The Insurer Adequately Pleaded Fraud as an Affirmative Defense

The court denied the motion to strike. It found that affirmative defenses are measured by Rule 8(c) and do not have to be rigorously articulated. That being said, because fraud is pleaded, there are additional pleading requirements under Rule 9(b) to plead with particularity (other than intent).

Still, measured by these standards, the affirmative defenses are adequate. The insurer pleads that the insureds made written misrepresentations on the application, and that it would never have issued the policy if the insureds stated the true facts in their application. This was sufficiently specific to put the insureds on notice of the grounds for the affirmative defenses.

The Court Refuses to Sever and Stay the Bad Faith Claims

The insurer sought to sever the insureds’ bad faith claims from their breach of contract claim. The court found this unwarranted for the following reasons:

  1. The underlying issues in the two claims overlapped. The court recognized the ultimate issues were distinct on breach of contract and bad faith, but found “they are subject to the same sources of proof and concern the same underlying issues.”

  2. Trying the claims together would not unduly prejudice the insurer. The insurer “failed to show exactly how it would be prejudiced if [the insureds’] claims are tried together.” Further, if discovery disputes arise, the court could properly resolve them at that future time.

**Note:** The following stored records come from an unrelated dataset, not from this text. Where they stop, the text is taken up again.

#[cfg(test)]
#[path = "../../tests/unit/utils/parallel_test.rs"]
mod parallel_test;

pub use self::actual::ThreadPool;
pub use self::actual::map_reduce;
pub use self::actual::parallel_collect;
pub use self::actual::parallel_foreach_mut;

#[cfg(not(target_arch = "wasm32"))]
mod actual {
    extern crate rayon;
    use self::rayon::{ThreadPool as RayonThreadPool, ThreadPoolBuilder};
    use crate::utils::{GenericError, GenericResult};
    use rayon::prelude::*;

    /// Represents a thread pool wrapper.
    pub struct ThreadPool {
        inner: RayonThreadPool,
    }

    impl ThreadPool {
        /// Creates a new instance of `ThreadPool`
        pub fn new(num_threads: usize) -> GenericResult<Self> {
            ThreadPoolBuilder::new()
                .num_threads(num_threads)
                .build()
                .map(|inner| Self { inner })
                .map_err(|err| GenericError::from(format!("cannot build a thread pool: {err}")))
        }

        /// Executes given operation on thread pool.
        pub fn execute<OP, R>(&self, op: OP) -> R
        where
            OP: FnOnce() -> R + Send,
            R: Send,
        {
            self.inner.install(op)
        }
    }

    /// Maps collection and collects results into vector in parallel.
    pub fn parallel_collect<T, F, R>(source: &[T], map_op: F) -> Vec<R>
    where
        T: Send + Sync,
        F: Fn(&T) -> R + Sync + Send,
        R: Send,
    {
        source.par_iter().map(map_op).collect()
    }

    /// Performs map reduce operations in parallel.
    pub fn map_reduce<T, FM, FR, FD, R>(source: &[T], map_op: FM, default_op: FD, reduce_op: FR) -> R
    where
        T: Send + Sync,
        FM: Fn(usize, &T) -> R + Sync + Send,
        FR: Fn(R, R) -> R + Sync + Send,
        FD: Fn() -> R + Sync + Send,
        R: Send,
    {
        source.par_iter().enumerate().map(|(idx, item)| map_op(idx, item)).reduce(default_op, reduce_op)
    }

    /// Performs mutable foreach in parallel.
    pub fn parallel_foreach_mut<T, F>(source: &mut [T], action: F)
    where
        T: Send + Sync,
        F: Fn(usize, &mut T) + Send + Sync,
    {
        source.par_iter_mut().enumerate().for_each(|(idx, item)| action(idx, item))
    }
}

#[cfg(target_arch = "wasm32")]
mod actual {
    use crate::utils::GenericResult;

    /// Represents a thread pool wrapper.
    pub struct ThreadPool;

    impl ThreadPool {
        /// Creates a new instance of `ThreadPool`.
        pub fn new(_num_threads: usize) -> GenericResult<Self> {
            Ok(Self {})
        }

        /// Executes given operation on thread pool (dummy).
        pub fn execute<OP, R>(&self, op: OP) -> R
        where
            OP: FnOnce() -> R + Send,
            R: Send,
        {
            op()
        }
    }

    /// Map collections and collects results into vector synchronously.
    pub fn parallel_collect<T, F, R>(source: &[T], map_op: F) -> Vec<R>
    where
        T: Send + Sync,
        F: Fn(&T) -> R + Sync + Send,
        R: Send,
    {
        source.iter().map(map_op).collect()
    }

    /// Performs map reduce operations synchronously.
    pub fn map_reduce<T, FM, FR, FD, R>(source: &[T], map_op: FM, default_op: FD, reduce_op: FR) -> R
    where
        T: Send + Sync,
        FM: Fn(usize, &T) -> R + Sync + Send,
        FR: Fn(R, R) -> R + Sync + Send,
        FD: Fn() -> R + Sync + Send,
        R: Send,
    {
        source.iter().enumerate().map(|(idx, item)| map_op(idx, item)).fold(default_op(), reduce_op)
    }

    /// Performs mutable foreach synchronously.
    pub fn parallel_foreach_mut<T, F>(source: &mut [T], action: F)
    where
        T: Send + Sync,
        F: Fn(usize, &mut T) + Send + Sync,
    {
        source.iter_mut().enumerate().for_each(|(idx, item)| action(idx, item))
    }
}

  3. Trying the claims together would promote judicial economy. The court stated that “judicial economy strongly disfavors severance in this case.” Turning one case into two cases “would require the Court to schedule deadlines separately for each case and hold two separate trials on claims stemming from the same dispute.” Moreover, the insurer did not provide any valid reason for severance.

Date of Decision: February 6, 2020

Walls v. American Modern Select Insurance Co., U.S. District Court Western District of Pennsylvania Case No. 3:19-cv-80, 2020 U.S. Dist. LEXIS 20088 (W.D. Pa. Feb. 6, 2020) (Gibson, J.)